Education and Expertise
Boris Kundu holds a Bachelor of Engineering in Information Technology from Netaji Subhas Institute of Technology, where he studied from 2005 to 2009. He further advanced his education by obtaining a Master of Engineering in Artificial Intelligence from the University of Cincinnati, completing the program from 2021 to 2022. His educational background provides a strong foundation for his expertise in machine learning and artificial intelligence applications.
Professional Background
Boris Kundu's professional journey includes significant roles at various organizations. He began his career at Bharat Heavy Electricals Limited as a Developer in 2007 and 2008. He then worked at Amdocs for nine years, holding positions as Software Development Team Lead and Software Developer from 2009 to 2018, and later as Solution Designer and Product Owner from 2019 to 2021. He also contributed to machine learning projects at the University of Cincinnati from 2021 to 2022.

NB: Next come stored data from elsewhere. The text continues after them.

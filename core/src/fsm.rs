// Copyright 2025 bgped Authors
//
// Licensed under the Apache License, Version 2.0 (the "License");
// you may not use this file except in compliance with the License.
// You may obtain a copy of the License at
//
//     http://www.apache.org/licenses/LICENSE-2.0
//
// Unless required by applicable law or agreed to in writing, software
// distributed under the License is distributed on an "AS IS" BASIS,
// WITHOUT WARRANTIES OR CONDITIONS OF ANY KIND, either express or implied.
// See the License for the specific language governing permissions and
// limitations under the License.

//! The BGP session FSM (RFC 4271 Section 8).
//!
//! `Fsm::handle` is a pure function from (state, event) to (state, actions).
//! It performs no I/O and never blocks; timers, sockets and the RIB are
//! manipulated by the action executor in the peer module, strictly in the
//! order the actions are emitted.

use crate::bgp::msg::BgpMessage;
use crate::bgp::msg_keepalive::KeepAliveMessage;
use crate::bgp::msg_notification::{BgpError, CeaseSubcode, NotificationMessage};
use crate::bgp::msg_open::OpenMessage;
use crate::bgp::msg_update::UpdateMessage;

/// RFC 4271 8.2.2: HoldTimer value used while waiting for the peer's OPEN
/// (4 minutes suggested).
pub const INITIAL_HOLD_TIME_SECS: u16 = 240;

#[derive(Debug, Clone, Copy, PartialEq, Eq)]
pub enum State {
    Idle,
    Connect,
    Active,
    OpenSent,
    OpenConfirmed,
    Established,
}

impl std::fmt::Display for State {
    fn fmt(&self, f: &mut std::fmt::Formatter<'_>) -> std::fmt::Result {
        let name = match self {
            State::Idle => "Idle",
            State::Connect => "Connect",
            State::Active => "Active",
            State::OpenSent => "OpenSent",
            State::OpenConfirmed => "OpenConfirmed",
            State::Established => "Established",
        };
        write!(f, "{}", name)
    }
}

/// FSM input events.
#[derive(Debug, Clone, PartialEq)]
pub enum Event {
    ManualStart,
    ManualStop,
    ConnRetryTimerExpired,
    HoldTimerExpired,
    KeepaliveTimerExpired,
    /// Inbound TCP connection installed for this peer.
    TcpConnectionConfirmed,
    /// Our outbound connect completed.
    TcpCrAcked,
    TcpConnectionFail,
    BgpOpen(OpenMessage),
    BgpHeaderErr,
    BgpOpenMsgErr,
    NotifMsg(BgpError),
    KeepaliveMsg,
    UpdateMsg(UpdateMessage),
    /// Collision resolver decided the existing session loses; tear it down
    /// with a cease NOTIFICATION so the replacement flow can be installed.
    OpenCollisionDump,
}

impl Event {
    /// Short name for logging; UPDATE payloads are too large to dump.
    pub fn label(&self) -> &'static str {
        match self {
            Event::ManualStart => "ManualStart",
            Event::ManualStop => "ManualStop",
            Event::ConnRetryTimerExpired => "ConnRetryTimerExpired",
            Event::HoldTimerExpired => "HoldTimerExpired",
            Event::KeepaliveTimerExpired => "KeepaliveTimerExpired",
            Event::TcpConnectionConfirmed => "TcpConnectionConfirmed",
            Event::TcpCrAcked => "TcpCrAcked",
            Event::TcpConnectionFail => "TcpConnectionFail",
            Event::BgpOpen(_) => "BgpOpen",
            Event::BgpHeaderErr => "BgpHeaderErr",
            Event::BgpOpenMsgErr => "BgpOpenMsgErr",
            Event::NotifMsg(_) => "NotifMsg",
            Event::KeepaliveMsg => "KeepaliveMsg",
            Event::UpdateMsg(_) => "UpdateMsg",
            Event::OpenCollisionDump => "OpenCollisionDump",
        }
    }
}

/// FSM output actions, interpreted by the peer's action executor.
/// Order within one transition is significant.
#[derive(Debug, Clone, PartialEq)]
pub enum Action {
    InitiateTcpConnection,
    DropTcpConnection,
    SendOpenMsg,
    SendMsg(BgpMessage),
    StartConnRetryTimer,
    StopConnRetryTimer,
    ResetConnRetryTimer,
    StartHoldTimer(u16),
    StopHoldTimer,
    ResetHoldTimer(u16),
    StartKeepaliveTimer,
    StopKeepaliveTimer,
    ResetKeepaliveTimer,
    ProcessUpdateMsg(UpdateMessage),
    InitiateRib,
    ReleaseRib,
}

#[derive(Debug, Clone, PartialEq)]
pub struct Fsm {
    pub state: State,
    pub conn_retry_counter: u32,
    pub conn_retry_time_s: u16,
    pub hold_time_s: u16,
    pub keepalive_time_s: u16,
}

fn keepalive() -> Action {
    Action::SendMsg(BgpMessage::KeepAlive(KeepAliveMessage {}))
}

fn notification(error: BgpError) -> Action {
    Action::SendMsg(BgpMessage::Notification(NotificationMessage::new(
        error,
        Vec::new(),
    )))
}

impl Fsm {
    pub fn new(conn_retry_time_s: u16, hold_time_s: u16, keepalive_time_s: u16) -> Self {
        Fsm {
            state: State::Idle,
            conn_retry_counter: 0,
            conn_retry_time_s,
            hold_time_s,
            keepalive_time_s,
        }
    }

    pub fn state(&self) -> State {
        self.state
    }

    /// Process one event. Returns the successor FSM value and the actions to
    /// execute, in order. Pure: equal inputs give equal outputs.
    pub fn handle(&self, event: &Event) -> (Fsm, Vec<Action>) {
        match self.state {
            State::Idle => self.handle_idle(event),
            State::Connect => self.handle_connect(event),
            State::Active => self.handle_active(event),
            State::OpenSent => self.handle_open_sent(event),
            State::OpenConfirmed => self.handle_open_confirmed(event),
            State::Established => self.handle_established(event),
        }
    }

    fn at(&self, state: State) -> Fsm {
        Fsm {
            state,
            ..self.clone()
        }
    }

    fn ignore(&self) -> (Fsm, Vec<Action>) {
        (self.clone(), Vec::new())
    }

    /// ManualStop from any non-idle state: stop everything, forget the
    /// session, reset the retry counter.
    fn manual_stop(&self) -> (Fsm, Vec<Action>) {
        let mut next = self.at(State::Idle);
        next.conn_retry_counter = 0;
        (
            next,
            vec![
                Action::StopConnRetryTimer,
                Action::StopHoldTimer,
                Action::StopKeepaliveTimer,
                Action::DropTcpConnection,
                Action::ReleaseRib,
            ],
        )
    }

    /// Collision loser path: cease the existing session so the replacement
    /// flow can take over. Timers are stopped to keep the idle-state
    /// invariant (no live timers in Idle).
    fn collision_dump(&self) -> (Fsm, Vec<Action>) {
        (
            self.at(State::Idle),
            vec![
                notification(BgpError::Cease(CeaseSubcode::ConnectionCollisionResolution)),
                Action::StopConnRetryTimer,
                Action::StopHoldTimer,
                Action::StopKeepaliveTimer,
                Action::DropTcpConnection,
                Action::ReleaseRib,
            ],
        )
    }

    /// Silent teardown used before a session exists (Connect/Active): no
    /// NOTIFICATION, no session timers to stop.
    fn fail_to_idle(&self) -> (Fsm, Vec<Action>) {
        let mut next = self.at(State::Idle);
        next.conn_retry_counter += 1;
        (
            next,
            vec![
                Action::StopConnRetryTimer,
                Action::DropTcpConnection,
                Action::ReleaseRib,
            ],
        )
    }

    /// Session teardown from OpenSent onward, optionally preceded by a
    /// NOTIFICATION to the peer.
    fn session_to_idle(&self, notify: Option<BgpError>) -> (Fsm, Vec<Action>) {
        let mut next = self.at(State::Idle);
        next.conn_retry_counter += 1;
        let mut actions = Vec::new();
        if let Some(error) = notify {
            actions.push(notification(error));
        }
        actions.extend([
            Action::StopConnRetryTimer,
            Action::StopHoldTimer,
            Action::StopKeepaliveTimer,
            Action::DropTcpConnection,
            Action::ReleaseRib,
        ]);
        (next, actions)
    }

    /// TCP came up (either direction): send OPEN, arm the large initial
    /// hold timer, wait for the peer's OPEN.
    fn tcp_up(&self) -> (Fsm, Vec<Action>) {
        (
            self.at(State::OpenSent),
            vec![
                Action::StopConnRetryTimer,
                Action::SendOpenMsg,
                Action::StartHoldTimer(INITIAL_HOLD_TIME_SECS),
            ],
        )
    }

    fn handle_idle(&self, event: &Event) -> (Fsm, Vec<Action>) {
        match event {
            Event::ManualStart => {
                let mut next = self.at(State::Connect);
                next.conn_retry_counter = 0;
                (
                    next,
                    vec![Action::InitiateTcpConnection, Action::StartConnRetryTimer],
                )
            }
            // Idempotent stop; everything else is ignored in Idle.
            _ => self.ignore(),
        }
    }

    fn handle_connect(&self, event: &Event) -> (Fsm, Vec<Action>) {
        match event {
            Event::ManualStart => self.ignore(),
            Event::ManualStop => self.manual_stop(),
            Event::ConnRetryTimerExpired => (
                self.at(State::Connect),
                vec![
                    Action::DropTcpConnection,
                    Action::ResetConnRetryTimer,
                    Action::InitiateTcpConnection,
                ],
            ),
            Event::TcpCrAcked | Event::TcpConnectionConfirmed => self.tcp_up(),
            Event::TcpConnectionFail => (
                self.at(State::Active),
                vec![Action::ResetConnRetryTimer, Action::DropTcpConnection],
            ),
            Event::OpenCollisionDump => self.collision_dump(),
            // Any other event before a session exists: give up this attempt.
            _ => self.fail_to_idle(),
        }
    }

    fn handle_active(&self, event: &Event) -> (Fsm, Vec<Action>) {
        match event {
            Event::ManualStart => self.ignore(),
            Event::ManualStop => self.manual_stop(),
            Event::ConnRetryTimerExpired => (
                self.at(State::Connect),
                vec![Action::ResetConnRetryTimer, Action::InitiateTcpConnection],
            ),
            Event::TcpCrAcked | Event::TcpConnectionConfirmed => self.tcp_up(),
            Event::TcpConnectionFail => self.fail_to_idle(),
            Event::OpenCollisionDump => self.collision_dump(),
            _ => self.fail_to_idle(),
        }
    }

    fn handle_open_sent(&self, event: &Event) -> (Fsm, Vec<Action>) {
        match event {
            Event::ManualStart => self.ignore(),
            Event::ManualStop => self.manual_stop(),
            Event::HoldTimerExpired => self.session_to_idle(Some(BgpError::HoldTimerExpired)),
            Event::TcpConnectionFail => (
                self.at(State::Active),
                vec![
                    Action::StopHoldTimer,
                    Action::ResetConnRetryTimer,
                    Action::DropTcpConnection,
                ],
            ),
            Event::BgpOpen(open) => {
                // RFC 4271 negotiation: the session hold time is the minimum
                // of ours and the peer's; keepalive is a third of that.
                let hold_time = self.hold_time_s.min(open.hold_time);
                let mut next = self.at(State::OpenConfirmed);
                next.hold_time_s = hold_time;
                next.keepalive_time_s = hold_time / 3;
                (
                    next,
                    vec![
                        keepalive(),
                        Action::ResetHoldTimer(hold_time),
                        Action::StartKeepaliveTimer,
                        Action::InitiateRib,
                    ],
                )
            }
            Event::BgpHeaderErr => self.session_to_idle(Some(BgpError::MessageHeaderError(
                crate::bgp::msg_notification::MessageHeaderError::Unspecific,
            ))),
            Event::BgpOpenMsgErr => self.session_to_idle(Some(BgpError::OpenMessageError(
                crate::bgp::msg_notification::OpenMessageError::Unspecific,
            ))),
            Event::NotifMsg(_) => self.session_to_idle(None),
            Event::OpenCollisionDump => self.collision_dump(),
            // KEEPALIVE/UPDATE before the peer's OPEN, or a stray timer
            Event::KeepaliveMsg
            | Event::UpdateMsg(_)
            | Event::ConnRetryTimerExpired
            | Event::KeepaliveTimerExpired => {
                self.session_to_idle(Some(BgpError::FiniteStateMachineError))
            }
            Event::TcpCrAcked | Event::TcpConnectionConfirmed => self.ignore(),
        }
    }

    fn handle_open_confirmed(&self, event: &Event) -> (Fsm, Vec<Action>) {
        match event {
            Event::ManualStart => self.ignore(),
            Event::ManualStop => self.manual_stop(),
            Event::HoldTimerExpired => self.session_to_idle(Some(BgpError::HoldTimerExpired)),
            Event::KeepaliveTimerExpired => (
                self.clone(),
                vec![keepalive(), Action::StartKeepaliveTimer],
            ),
            Event::TcpConnectionFail => self.session_to_idle(None),
            Event::KeepaliveMsg => (
                self.at(State::Established),
                vec![Action::ResetHoldTimer(self.hold_time_s)],
            ),
            Event::BgpHeaderErr => self.session_to_idle(Some(BgpError::MessageHeaderError(
                crate::bgp::msg_notification::MessageHeaderError::Unspecific,
            ))),
            Event::BgpOpenMsgErr => self.session_to_idle(Some(BgpError::OpenMessageError(
                crate::bgp::msg_notification::OpenMessageError::Unspecific,
            ))),
            Event::NotifMsg(_) => self.session_to_idle(None),
            Event::OpenCollisionDump => self.collision_dump(),
            // A second OPEN on the same flow, an UPDATE before keepalive
            // exchange, or a stray connect-retry expiry
            Event::BgpOpen(_) | Event::UpdateMsg(_) | Event::ConnRetryTimerExpired => {
                self.session_to_idle(Some(BgpError::FiniteStateMachineError))
            }
            Event::TcpCrAcked | Event::TcpConnectionConfirmed => self.ignore(),
        }
    }

    fn handle_established(&self, event: &Event) -> (Fsm, Vec<Action>) {
        match event {
            Event::ManualStart => self.ignore(),
            Event::ManualStop => self.manual_stop(),
            Event::HoldTimerExpired => self.session_to_idle(Some(BgpError::HoldTimerExpired)),
            Event::KeepaliveTimerExpired => (
                self.clone(),
                vec![keepalive(), Action::StartKeepaliveTimer],
            ),
            Event::TcpConnectionFail => self.session_to_idle(None),
            Event::KeepaliveMsg => (
                self.clone(),
                vec![Action::ResetHoldTimer(self.hold_time_s)],
            ),
            Event::UpdateMsg(update) => (
                self.clone(),
                vec![
                    Action::ProcessUpdateMsg(update.clone()),
                    Action::ResetHoldTimer(self.hold_time_s),
                ],
            ),
            Event::BgpHeaderErr => self.session_to_idle(Some(BgpError::MessageHeaderError(
                crate::bgp::msg_notification::MessageHeaderError::Unspecific,
            ))),
            Event::BgpOpenMsgErr => self.session_to_idle(Some(BgpError::OpenMessageError(
                crate::bgp::msg_notification::OpenMessageError::Unspecific,
            ))),
            Event::NotifMsg(_) => self.session_to_idle(None),
            Event::OpenCollisionDump => self.collision_dump(),
            Event::BgpOpen(_) | Event::ConnRetryTimerExpired => {
                self.session_to_idle(Some(BgpError::FiniteStateMachineError))
            }
            Event::TcpCrAcked | Event::TcpConnectionConfirmed => self.ignore(),
        }
    }
}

Achievements in Machine Learning
During his tenure at the University of Cincinnati, Boris Kundu developed advanced statistical models utilizing embeddings and deep learning techniques for document processing in clinical settings. This work led to significant cost savings and efficiency improvements. At Amdocs, he transformed unstructured clinical text for machine learning purposes, optimizing service request ranking and achieving a 90% auto-approval rating, which resulted in substantial monthly savings.